Fitness (Modified Sitting Step Test).
Fitness was determined using an MSST that was adapted from Smith and Gilligan.²¹ The MSST is a 5-minute submaximal exercise test that is conducted with the participant seated. The test consists of alternating placement of the feet on the edge of a 15.2-cm (6-in) step at a stepping rate of one step per second for 5 minutes. The test has a reported exercise workload of 8.05 mL O₂·kg^–1·min^–1 (2.3 metabolic equivalents).²¹ We measured heart rate (HR) and blood pressure at the start of exercise, after 5 minutes of exercise, and 2 minutes after exercise. Subjects were excluded from performing the MSST for the following reasons: (1) a resting HR greater than 100 bpm, (2) a resting systolic blood pressure (SBP) greater than 180 mm Hg, or (3) a diastolic blood pressure greater than 95 mm Hg. The test was symptom limited and was terminated if the participant demonstrated any of the following: (1) shortness of breath, (2) fatigue that prevented continuance, (3) an HR greater than 120 bpm, (4) a drop in SBP greater than 10 mm Hg, (5) an SBP greater than 220 mm Hg, or (6) an increase in diastolic blood pressure greater than 10 mm Hg.

Based on their ability to initiate and complete the 5-minute (300-s) MSST and the response to the exercise stimulus, the participants were classified as belonging to 1 of 3 fitness categories: unhealthy, deconditioned, or conditioned.^31,32 Subjects were classified as unhealthy if they were unable to initiate or complete the 5-minute MSST. Based on the rate-pressure product (RPP=HR x SBP) after 5 minutes of exercise and at 2 minutes into recovery, subjects were classified as deconditioned if they completed the 5-minute MSST, but demonstrated an inadequate response to exercise or an inadequate recovery from the short (5-minute) bout of exercise.

An inadequate response was defined as failure to achieve an adequate exercise RPP value after 5 minutes; an adequate exercise RPP was greater than or equal to 30% of the heart rate reserve (heart rate reserve as determined by the Karvonen equation) multiplied by the sum of the resting SBP plus 20 mm Hg (an estimate of expected rise in SBP with exercise). Inadequate recovery was defined as failure to exhibit an RPP at recovery, 2 minutes after exercise, that was less than or equal to the resting RPP plus 50% of the difference between the adequate exercise RPP and the resting RPP (ie, RPP recovery of 50% of the change with exercise). Older people classified in the conditioned category demonstrated the ability to achieve an adequate exercising RPP and the ability to recover to less than or equal to 50% of the change in RPP from rest to exercise at 2 minutes after exercise.

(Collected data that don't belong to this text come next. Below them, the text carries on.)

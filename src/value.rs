//! # Claim Values
//!
//! [`Value`] is the format-neutral sum type a disclosable claim's content is
//! expressed in: JSON claim values (SD-JWT) and CBOR claim values (SD-CWT)
//! both narrow to it, so the lattice and redaction algorithms never need to
//! know which wire codec produced a leaf. It mirrors the "one shape, several
//! wire representations" pattern the credential data model uses for
//! properties that may be a bare string or a full object.

use base64ct::{Base64UrlUnpadded, Encoding};
use serde::{Deserialize, Serialize};

/// A format-neutral claim value.
///
/// Map keys are kept in insertion order via a `Vec` of pairs rather than a
/// `HashMap`, since SD-CWT maps are integer-keyed and SD-JWT objects are
/// string-keyed; callers supply the key representation as a `Value::String`
/// either way and are responsible for format-specific key validation (see
/// [`crate::grouping`]).
#[derive(Clone, Debug, PartialEq, Serialize, Deserialize)]
#[serde(untagged)]
pub enum Value {
    /// JSON/CBOR null.
    Null,
    /// A boolean.
    Bool(bool),
    /// A signed integer.
    Int(i64),
    /// A floating-point number.
    Float(f64),
    /// A UTF-8 string.
    String(String),
    /// A byte string (CBOR only; SD-JWT values never take this variant).
    Bytes(Vec<u8>),
    /// An ordered array of values.
    Array(Vec<Value>),
    /// An ordered map of string-keyed values.
    Map(Vec<(String, Value)>),
}

impl Value {
    /// Structural equality as used by property P3 (value preservation):
    /// `Float` compares by bit pattern so `NaN` is reflexively equal, instead
    /// of using `PartialEq`'s IEEE-754 semantics.
    #[must_use]
    pub fn canonically_equal(&self, other: &Self) -> bool {
        match (self, other) {
            (Self::Float(a), Self::Float(b)) => a.to_bits() == b.to_bits(),
            (Self::Array(a), Self::Array(b)) => {
                a.len() == b.len() && a.iter().zip(b).all(|(x, y)| x.canonically_equal(y))
            }
            (Self::Map(a), Self::Map(b)) => {
                let mut a_sorted: Vec<_> = a.iter().collect();
                let mut b_sorted: Vec<_> = b.iter().collect();
                a_sorted.sort_by(|x, y| x.0.cmp(&y.0));
                b_sorted.sort_by(|x, y| x.0.cmp(&y.0));
                a_sorted.len() == b_sorted.len()
                    && a_sorted
                        .iter()
                        .zip(b_sorted.iter())
                        .all(|(x, y)| x.0 == y.0 && x.1.canonically_equal(&y.1))
            }
            _ => self == other,
        }
    }

    /// Converts to `serde_json::Value`, the SD-JWT wire representation.
    /// Byte strings are not representable in JSON and are rejected by
    /// callers before this conversion is reached (SD-JWT claim trees never
    /// contain `Value::Bytes`).
    #[must_use]
    pub fn to_json(&self) -> serde_json::Value {
        match self {
            Self::Null => serde_json::Value::Null,
            Self::Bool(b) => serde_json::Value::Bool(*b),
            Self::Int(i) => serde_json::Value::from(*i),
            Self::Float(f) => {
                serde_json::Number::from_f64(*f).map_or(serde_json::Value::Null, Into::into)
            }
            Self::String(s) => serde_json::Value::String(s.clone()),
            Self::Bytes(bytes) => {
                serde_json::Value::String(Base64UrlUnpadded::encode_string(bytes))
            }
            Self::Array(items) => serde_json::Value::Array(items.iter().map(Value::to_json).collect()),
            Self::Map(entries) => serde_json::Value::Object(
                entries.iter().map(|(k, v)| (k.clone(), v.to_json())).collect(),
            ),
        }
    }

    /// Converts from `serde_json::Value`.
    #[must_use]
    pub fn from_json(value: &serde_json::Value) -> Self {
        match value {
            serde_json::Value::Null => Self::Null,
            serde_json::Value::Bool(b) => Self::Bool(*b),
            serde_json::Value::Number(n) => {
                n.as_i64().map_or_else(|| Self::Float(n.as_f64().unwrap_or_default()), Self::Int)
            }
            serde_json::Value::String(s) => Self::String(s.clone()),
            serde_json::Value::Array(items) => {
                Self::Array(items.iter().map(Value::from_json).collect())
            }
            serde_json::Value::Object(map) => {
                Self::Map(map.iter().map(|(k, v)| (k.clone(), Value::from_json(v))).collect())
            }
        }
    }

    /// Converts to a `ciborium::Value`, the SD-CWT wire representation.
    #[must_use]
    pub fn to_cbor(&self) -> ciborium::Value {
        match self {
            Self::Null => ciborium::Value::Null,
            Self::Bool(b) => ciborium::Value::Bool(*b),
            Self::Int(i) => ciborium::Value::Integer((*i).into()),
            Self::Float(f) => ciborium::Value::Float(*f),
            Self::String(s) => ciborium::Value::Text(s.clone()),
            Self::Bytes(bytes) => ciborium::Value::Bytes(bytes.clone()),
            Self::Array(items) => ciborium::Value::Array(items.iter().map(Value::to_cbor).collect()),
            Self::Map(entries) => ciborium::Value::Map(
                entries
                    .iter()
                    .map(|(k, v)| (ciborium::Value::Text(k.clone()), v.to_cbor()))
                    .collect(),
            ),
        }
    }

    /// Converts from a `ciborium::Value`. Map keys that are not text or
    /// integers are rendered via their debug form; callers that need
    /// round-trip fidelity for arbitrary CBOR key types should handle maps
    /// directly rather than going through `Value`.
    #[must_use]
    pub fn from_cbor(value: &ciborium::Value) -> Self {
        match value {
            ciborium::Value::Null => Self::Null,
            ciborium::Value::Bool(b) => Self::Bool(*b),
            ciborium::Value::Integer(i) => Self::Int(i128::from(*i) as i64),
            ciborium::Value::Float(f) => Self::Float(*f),
            ciborium::Value::Text(s) => Self::String(s.clone()),
            ciborium::Value::Bytes(bytes) => Self::Bytes(bytes.clone()),
            ciborium::Value::Array(items) => Self::Array(items.iter().map(Value::from_cbor).collect()),
            ciborium::Value::Map(entries) => Self::Map(
                entries
                    .iter()
                    .map(|(k, v)| (cbor_key_to_string(k), Value::from_cbor(v)))
                    .collect(),
            ),
            _ => Self::Null,
        }
    }
}

fn cbor_key_to_string(key: &ciborium::Value) -> String {
    match key {
        ciborium::Value::Text(s) => s.clone(),
        ciborium::Value::Integer(i) => i128::from(*i).to_string(),
        other => format!("{other:?}"),
    }
}

#[cfg(test)]
mod tests {
    use super::*;

    #[test]
    fn json_round_trip_preserves_structure() {
        let json = serde_json::json!({"a": 1, "b": [true, null, "x"]});
        let value = Value::from_json(&json);
        assert_eq!(value.to_json(), json);
    }

    #[test]
    fn canonical_equality_ignores_map_order() {
        let a = Value::Map(vec![("x".into(), Value::Int(1)), ("y".into(), Value::Int(2))]);
        let b = Value::Map(vec![("y".into(), Value::Int(2)), ("x".into(), Value::Int(1))]);
        assert!(a.canonically_equal(&b));
    }

    #[test]
    fn cbor_round_trip_preserves_scalars() {
        let value = Value::Map(vec![
            ("flag".into(), Value::Bool(true)),
            ("name".into(), Value::String("ABCD-123456".into())),
        ]);
        let cbor = value.to_cbor();
        let back = Value::from_cbor(&cbor);
        assert!(value.canonically_equal(&back));
    }
}
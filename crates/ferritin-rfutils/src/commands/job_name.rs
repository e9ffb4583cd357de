use anyhow::Result;
use chrono::Utc;
use ferritin_core::job::job_name;

pub fn execute(suffix: Option<&str>) -> Result<()> {
    println!("{}", job_name(Utc::now(), suffix));
    Ok(())
}
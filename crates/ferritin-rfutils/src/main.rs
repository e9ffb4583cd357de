use clap::Parser;
mod cli;
mod commands;

fn main() -> anyhow::Result<()> {
    let cli = cli::Cli::parse();
    cli.execute()?;
    Ok(())
}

We used the RPP to classify the response to the MSST because the RPP is believed to represent the work of the heart³³ and can be used to quantify the work of the heart even for people taking beta-blockers.^34,35 Heart rate increases are limited by an age-restricted maximum, and the increase is not linear in older people.³⁶ Systolic blood pressure is only moderately responsive to exercise, but Williams et al³⁷ suggested that increases in maximum RPP values in older people with cardiac disease after exercise training indicate a greater ability of the heart to function at higher workloads. Because of the restricted HR response and modest SBP response of older people, we used the exercise duration (0–300 seconds) and fitness categories based on the RPP values for response to and recovery from exercise during the MSST to describe fitness of the participants.

Reliability of the MSST category classification (for test-retest within 1–6 months: ICC [2,1]=.67, n=20) and construct validity of categories by comparison to physical function status as indicated by the PPT percentile rank has been demonstrated for community-dwelling older men (64–97 years of age, n=73).³⁸ For statistical analyses, the categories were given numerical codes: 1=unhealthy, 2=deconditioned, 3=conditioned.

Disability Measures

Mobility (gait speed and stride length).
Gait characteristics were recorded as described by Cerny³⁹ in 1983 and previously measured by Wolfson et al.⁴⁰ The participants wore permanent markers taped to the back of the heel of the shoe, with the tip of the marker just touching the floor. The floor was covered by a brown paper walkway. Subjects were timed as they completed a 6-m walk at a self-selected pace. To avoid any acceleration or deceleration effects of initiating or stopping the walk, gait speed and stride length were determined from the measurement of the central 3 strides of the walk.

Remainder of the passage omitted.